Les « dés de l’amour »

Le coordinateur du programme « Living Paix » initiative, Carlos Palma vivait à Jérusalem. Il a été choqué le jour où des enfants lui ont demandé ce qui se passerait quand il n’y aurait plus de guerres. Il s’est rendu compte que ces enfants n’ont pas connu la paix depuis leur naissance. Cela posait la question : « Qu’est-ce que est-ce que je fais pour une culture de paix”?
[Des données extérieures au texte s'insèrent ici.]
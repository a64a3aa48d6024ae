//! Extended profiles, one side table per profile type.

mod dto;
mod handlers;
pub mod repo;
pub mod repo_types;

use crate::state::AppState;
use axum::Router;

pub fn router() -> Router<AppState> {
    handlers::routes()
}
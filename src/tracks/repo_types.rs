use serde::Serialize;
use sqlx::FromRow;
use time::{Date, OffsetDateTime};
use uuid::Uuid;

#[derive(Debug, Clone, Serialize, FromRow)]
pub struct Track {
    pub id: Uuid,
    pub artist_id: Uuid,
    pub title: String,
    pub album_title: Option<String>,
    pub genre: Option<String>,
    pub mood_tags: Option<serde_json::Value>,
    pub instrumentation: Option<serde_json::Value>,
    pub tempo_bpm: Option<i32>,
    pub key_signature: Option<String>,
    pub duration_seconds: Option<i32>,
    pub isrc: Option<String>,
    pub iswc: Option<String>,
    pub explicit_content: bool,
    pub language: Option<String>,
    pub release_date: Option<Date>,
    pub original_release_date: Option<Date>,
    pub copyright_holder: Option<String>,
    pub ai_tags: Option<serde_json::Value>,
    pub file_key: Option<String>,
    pub cover_art_key: Option<String>,
    pub created_at: OffsetDateTime,
    pub updated_at: OffsetDateTime,
}
//! Login sessions: concurrent limits, validation, revocation and lockout.

mod dto;
mod handlers;
pub mod repo;
pub mod repo_types;
pub mod services;

use crate::state::AppState;
use axum::Router;

pub use repo_types::Session;
pub use services::{SessionCheck, SessionMeta};

pub fn router() -> Router<AppState> {
    handlers::routes()
}
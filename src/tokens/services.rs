use axum::{extract::FromRef, http::StatusCode};
use serde::Serialize;
use serde_json::json;
use time::{Duration, OffsetDateTime};
use tracing::{info, warn};
use uuid::Uuid;

use super::{
    repo,
    repo_types::{ApiToken, RefreshToken},
    secret::{random_hex, sha256_hex},
};
use crate::{
    auth::jwt::JwtKeys,
    error::ApiError,
    security,
    sessions::{self, SessionCheck},
    state::AppState,
    users::User,
};

const REFRESH_TOKEN_BYTES: usize = 40;
const API_TOKEN_BYTES: usize = 32;
pub const DEFAULT_API_SCOPE: &str = "api_access";

#[derive(Debug, Serialize)]
pub struct TokenPair {
    pub access_token: String,
    pub refresh_token: String,
    pub token_type: &'static str,
    pub expires_in: u64,
}

#[derive(Debug, thiserror::Error)]
pub enum RefreshError {
    #[error("Refresh token not found")]
    NotFound,
    #[error("Refresh token has been revoked")]
    Revoked,
    #[error("Refresh token has expired")]
    Expired,
    #[error("Session is no longer valid")]
    SessionInvalid,
    #[error(transparent)]
    Internal(#[from] anyhow::Error),
}

impl RefreshError {
    fn code(&self) -> &'static str {
        match self {
            Self::NotFound => "TOKEN_NOT_FOUND",
            Self::Revoked => "TOKEN_REVOKED",
            Self::Expired => "TOKEN_EXPIRED",
            Self::SessionInvalid => "SESSION_INVALID",
            Self::Internal(_) => "INTERNAL",
        }
    }
}

impl From<RefreshError> for ApiError {
    fn from(e: RefreshError) -> Self {
        let status = match e {
            RefreshError::NotFound => StatusCode::NOT_FOUND,
            RefreshError::Internal(inner) => return ApiError::Internal(inner),
            _ => StatusCode::UNAUTHORIZED,
        };
        ApiError::Coded {
            status,
            code: e.code(),
            message: e.to_string(),
        }
    }
}

/// Revoked is checked before expiry so reuse of a rotated token is always
/// reported as such.
fn check_refresh(token: &RefreshToken, now: OffsetDateTime) -> Result<(), RefreshError> {
    if token.is_revoked {
        Err(RefreshError::Revoked)
    } else if token.expires_at <= now {
        Err(RefreshError::Expired)
    } else {
        Ok(())
    }
}

/// Signs an access JWT and stores a fresh refresh token for the session.
///
/// With `rotated_from` the old token is claimed in the same transaction;
/// if it was already revoked (a concurrent or replayed use) nothing is
/// issued and `Revoked` is returned.
pub async fn issue_pair(
    state: &AppState,
    user_id: Uuid,
    email: &str,
    session_id: Uuid,
    rotated_from: Option<Uuid>,
) -> Result<TokenPair, RefreshError> {
    let mut tx = state.db.begin().await.map_err(anyhow::Error::from)?;
    if let Some(old) = rotated_from {
        if !repo::revoke_refresh(&mut *tx, old).await? {
            return Err(RefreshError::Revoked);
        }
    }
    let refresh_token = random_hex(REFRESH_TOKEN_BYTES);
    let expires_at =
        OffsetDateTime::now_utc() + Duration::minutes(state.config.jwt.refresh_ttl_minutes);
    repo::insert_refresh(
        &mut *tx,
        &sha256_hex(&refresh_token),
        user_id,
        session_id,
        rotated_from,
        expires_at,
    )
    .await?;
    tx.commit().await.map_err(anyhow::Error::from)?;

    let keys = JwtKeys::from_ref(state);
    let access_token = keys.sign_access(user_id, session_id, email)?;
    Ok(TokenPair {
        access_token,
        refresh_token,
        token_type: "Bearer",
        expires_in: keys.access_ttl.as_secs(),
    })
}

pub struct Refreshed {
    pub tokens: TokenPair,
    pub session_id: Uuid,
}

/// Exchanges a refresh token for a new pair, rotating on every use.
pub async fn refresh(
    state: &AppState,
    plaintext: &str,
    ip: Option<&str>,
    user_agent: Option<&str>,
) -> Result<Refreshed, RefreshError> {
    let Some(token) = repo::find_refresh_by_hash(&state.db, &sha256_hex(plaintext)).await? else {
        refresh_failed(state, None, "not_found", ip, user_agent).await;
        return Err(RefreshError::NotFound);
    };

    match check_refresh(&token, OffsetDateTime::now_utc()) {
        Ok(()) => {}
        Err(RefreshError::Revoked) => {
            return Err(reuse_detected(state, &token, ip, user_agent).await);
        }
        Err(e) => {
            repo::revoke_refresh(&state.db, token.id).await?;
            refresh_failed(state, Some(token.user_id), "expired", ip, user_agent).await;
            return Err(e);
        }
    }

    let session_ok = matches!(
        sessions::services::validate_session(&state.db, token.session_id).await?,
        SessionCheck::Valid(ref s) if s.user_id == token.user_id
    );
    let user = match User::find_by_id(&state.db, token.user_id).await? {
        Some(u) if u.is_active && session_ok => u,
        _ => {
            repo::revoke_refresh(&state.db, token.id).await?;
            refresh_failed(state, Some(token.user_id), "session_invalid", ip, user_agent).await;
            return Err(RefreshError::SessionInvalid);
        }
    };

    let tokens = match issue_pair(state, user.id, &user.email, token.session_id, Some(token.id)).await {
        Ok(tokens) => tokens,
        Err(RefreshError::Revoked) => return Err(reuse_detected(state, &token, ip, user_agent).await),
        Err(e) => return Err(e),
    };
    security::record(
        &state.db,
        Some(user.id),
        "token_refreshed",
        json!({ "session_id": token.session_id, "rotated_from": token.id }),
        ip,
    )
    .await;
    info!(user_id = %user.id, session_id = %token.session_id, "refresh token rotated");
    Ok(Refreshed {
        tokens,
        session_id: token.session_id,
    })
}

/// A revoked token was presented again: the session it belongs to is
/// treated as compromised and revoked.
async fn reuse_detected(
    state: &AppState,
    token: &RefreshToken,
    ip: Option<&str>,
    user_agent: Option<&str>,
) -> RefreshError {
    warn!(user_id = %token.user_id, session_id = %token.session_id, "revoked refresh token reused");
    if let Err(e) = sessions::services::revoke_session(
        &state.db,
        token.session_id,
        Some(token.user_id),
        "refresh_token_reuse",
    )
    .await
    {
        return RefreshError::Internal(e);
    }
    refresh_failed(state, Some(token.user_id), "revoked", ip, user_agent).await;
    RefreshError::Revoked
}

async fn refresh_failed(
    state: &AppState,
    user_id: Option<Uuid>,
    reason: &str,
    ip: Option<&str>,
    user_agent: Option<&str>,
) {
    security::record(
        &state.db,
        user_id,
        "token_refresh_failed",
        json!({ "reason": reason }),
        ip,
    )
    .await;
    if user_id.is_some() {
        if let Err(e) = sessions::services::detect_suspicious_activity(
            &state.db,
            &state.config.session,
            user_id,
            ip,
            user_agent,
        )
        .await
        {
            warn!(error = %e, "suspicious activity check failed");
        }
    }
}

/// Creates an API token; the plaintext is only ever returned here.
pub async fn create_api_token(
    state: &AppState,
    user_id: Uuid,
    scope: Option<&str>,
    expires_in_days: Option<i64>,
) -> anyhow::Result<(String, ApiToken)> {
    let days = expires_in_days
        .filter(|d| *d > 0)
        .unwrap_or(state.config.tokens.api_token_ttl_days);
    let scope = scope.filter(|s| !s.trim().is_empty()).unwrap_or(DEFAULT_API_SCOPE);
    let plaintext = random_hex(API_TOKEN_BYTES);
    let expires_at = OffsetDateTime::now_utc() + Duration::days(days);
    let row = repo::insert_api(&state.db, &sha256_hex(&plaintext), user_id, scope, expires_at).await?;

    security::record(
        &state.db,
        Some(user_id),
        "api_token_created",
        json!({ "token_id": row.id, "scope": scope, "expires_in_days": days }),
        None,
    )
    .await;
    Ok((plaintext, row))
}

#[derive(Debug)]
pub enum ApiTokenCheck {
    Valid(ApiToken),
    Invalid(&'static str),
}

pub async fn validate_api_token(state: &AppState, plaintext: &str) -> anyhow::Result<ApiTokenCheck> {
    let Some(token) = repo::find_api_by_hash(&state.db, &sha256_hex(plaintext)).await? else {
        return Ok(ApiTokenCheck::Invalid("Token not found"));
    };
    if token.is_revoked {
        return Ok(ApiTokenCheck::Invalid("Token has been revoked"));
    }
    if token.expires_at <= OffsetDateTime::now_utc() {
        repo::revoke_api_by_id(&state.db, token.id).await?;
        return Ok(ApiTokenCheck::Invalid("Token has expired"));
    }
    Ok(ApiTokenCheck::Valid(token))
}

#[cfg(test)]
mod tests {
    use super::*;
    use axum::response::IntoResponse;

    fn token(is_revoked: bool, expires_in: Duration) -> RefreshToken {
        let now = OffsetDateTime::now_utc();
        RefreshToken {
            id: Uuid::new_v4(),
            token_hash: sha256_hex("x"),
            user_id: Uuid::new_v4(),
            session_id: Uuid::new_v4(),
            rotated_from: None,
            is_revoked,
            expires_at: now + expires_in,
            created_at: now,
        }
    }

    #[test]
    fn refresh_checks_revoked_before_expiry() {
        let now = OffsetDateTime::now_utc();
        assert!(check_refresh(&token(false, Duration::days(1)), now).is_ok());
        assert!(matches!(
            check_refresh(&token(false, Duration::days(-1)), now),
            Err(RefreshError::Expired)
        ));
        assert!(matches!(
            check_refresh(&token(true, Duration::days(-1)), now),
            Err(RefreshError::Revoked)
        ));
    }

    #[test]
    fn refresh_errors_map_to_codes() {
        let not_found: ApiError = RefreshError::NotFound.into();
        assert_eq!(not_found.status(), StatusCode::NOT_FOUND);
        let revoked = ApiError::from(RefreshError::Revoked).into_response();
        assert_eq!(revoked.status(), StatusCode::UNAUTHORIZED);
        assert_eq!(RefreshError::Expired.code(), "TOKEN_EXPIRED");
        assert_eq!(RefreshError::SessionInvalid.code(), "SESSION_INVALID");
        let internal: ApiError = RefreshError::Internal(anyhow::anyhow!("db")).into();
        assert_eq!(internal.status(), StatusCode::INTERNAL_SERVER_ERROR);
    }

    async fn fresh_pair(state: &AppState, email: &str) -> (User, Uuid, TokenPair) {
        let user = crate::test_support::user(&state.db, email, crate::users::ProfileType::Fan).await;
        let session = sessions::services::create_session(
            &state.db,
            &state.config.session,
            user.id,
            &sessions::SessionMeta::default(),
            false,
        )
        .await
        .unwrap();
        let pair = issue_pair(state, user.id, &user.email, session.id, None).await.unwrap();
        (user, session.id, pair)
    }

    #[sqlx::test(migrations = "./migrations")]
    async fn rotation_invalidates_old_token_and_reuse_kills_session(db: sqlx::PgPool) {
        let state = crate::test_support::state_with(db).await;
        let (_, session_id, pair) = fresh_pair(&state, "rotate@x.co").await;

        let next = refresh(&state, &pair.refresh_token, None, None).await.unwrap();
        assert_eq!(next.session_id, session_id);
        assert_ne!(next.tokens.refresh_token, pair.refresh_token);

        let err = refresh(&state, &pair.refresh_token, None, None).await.err().unwrap();
        assert!(matches!(err, RefreshError::Revoked));
        let session = sessions::repo::find_by_id(&state.db, session_id).await.unwrap().unwrap();
        assert_eq!(session.status, sessions::repo_types::REVOKED);

        // The session is gone, so even the rotated token is dead now.
        assert!(refresh(&state, &next.tokens.refresh_token, None, None).await.is_err());
    }

    #[sqlx::test(migrations = "./migrations")]
    async fn concurrent_uses_of_one_token_rotate_once(db: sqlx::PgPool) {
        let state = crate::test_support::state_with(db).await;
        for round in 0..5 {
            let (_, _, pair) = fresh_pair(&state, &format!("race{round}@x.co")).await;
            let (a, b) = tokio::join!(
                refresh(&state, &pair.refresh_token, None, None),
                refresh(&state, &pair.refresh_token, None, None),
            );
            let wins = [a.is_ok(), b.is_ok()].into_iter().filter(|ok| *ok).count();
            assert_eq!(wins, 1, "round {round}");
            let loser = if a.is_ok() { b.err() } else { a.err() };
            assert!(matches!(loser, Some(RefreshError::Revoked)));
        }
    }

    #[sqlx::test(migrations = "./migrations")]
    async fn unknown_refresh_token_is_not_found(db: sqlx::PgPool) {
        let state = crate::test_support::state_with(db).await;
        let err = refresh(&state, "deadbeef", None, None).await.err().unwrap();
        assert!(matches!(err, RefreshError::NotFound));
    }

    #[sqlx::test(migrations = "./migrations")]
    async fn api_token_lifecycle(db: sqlx::PgPool) {
        let state = crate::test_support::state_with(db).await;
        let user = crate::test_support::user(&state.db, "api@x.co", crate::users::ProfileType::Artist).await;
        let (plain, row) = create_api_token(&state, user.id, None, None).await.unwrap();
        assert_eq!(row.scope, DEFAULT_API_SCOPE);
        assert!(matches!(validate_api_token(&state, &plain).await.unwrap(), ApiTokenCheck::Valid(_)));

        assert!(repo::revoke_api(&state.db, row.id, user.id).await.unwrap());
        assert!(matches!(validate_api_token(&state, &plain).await.unwrap(), ApiTokenCheck::Invalid(_)));
    }
}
Pour lui, cette culture commence par une culture de l’amour. Il lance ensuite le programme « Living paix » projet inspiré de « Art d’aimer », avec la pratique du « dés d’amour ». Sur les faces des dés sont inscrits les différents points de « l’art d’aimer ». ( voir : https://www.focolare.org/fr/2011/10/15/francais-le-de-de-lamour/ ) Il l’a vécu avec des enfants du Caire et leur a demandé de raconter comment ils avaient vécu la phrase lue le matin. Tout a commencé avec ces 12 enfants musulmans. Cette pratique s’est ensuite étendue aux pays du Golfe. Parfois avec des mots inspirés du Coran. La même expérience fut ensuite vécue avec des bouddhistes, des hindous et des membres d’un mouvement gandhien.

Gagner les enfants

Un musulman de Macédoine, Liridona Suma il a fallu aller à contre-courant pour vivre la spiritualité des Focolari. Elle travaille dans une école multiethnique où elle a remarqué les tensions entre les enfants. Elle souhaitait organiser un concert avec eux mais n’en reçut l’autorisation que lorsqu’un jour elle proposa un concert-bénéfice pour un enfant malade. Ce fut un succès et les enfants commencèrent à créer des liens d’amitié.

Un dialogue entre juifs et musulmans

Ramazan Özgü, issue de la communauté turque de Suisse alémanique, vit de belles rencontres interreligieuses. Depuis 2012, il travaille avec un groupe de juifs. Une compréhension mutuelle est alors née. La situation au Moyen-Orient a constitué une épreuve, mais elle a renforcé leurs relations. Le groupe s’agrandit et forme un « anti-coalition haineuse » et se sont entraidés pour lutter contre l’antisémitisme et l’islamophobie.

Après le 7 octobre, musulmans et juifs ont ressenti des jugements. Des « espaces sûrs » ont ensuite été créés pour que les participants puissent exprimer leurs sentiments. Ils ont compris que le deuil et le statut de victime sont communs aux deux religions. « JE J’ai aussi dû combattre mes propres préjugés, qui sont prêts à éclater. J’ai compris que je devais d’abord travailler sur moi-même,» confie-t-il.

L’amitié politique est possible

Ancienne secrétaire du ministère de la Culture de Slovénie, Sylvester Gaberscek avait la responsabilité d’assurer la liaison avec les communautés religieuses. Il a organisé une marche de deux jours avec des personnes de différentes religions, créant ainsi une belle relation avec le mufti de Ljubljana. Cette amitié s’est avérée très utile pour surmonter, par la suite, une crise due aux positions intolérantes à l’égard de l’Islam de la part d’un homme politique.

Grâce à ces bonnes relations, le ministre de la Culture a été gagné au dialogue interreligieux. Cette relation s’est ensuite étendue à de nombreuses autres personnes, atteignant plusieurs dirigeants religieux et politiques, dans le cadre d’un Forum international tenu à Koper, en Slovénie. Ce Forum dans la société très sécularisée de ce pays a reçu une réponse positive. La décision a été prise de tenir à nouveau ce Forum en juin 2025.Autres articles sur cette conférence : https://www.hoegger.org/article/one-human-family/

Publié à l’origine dans The European Times.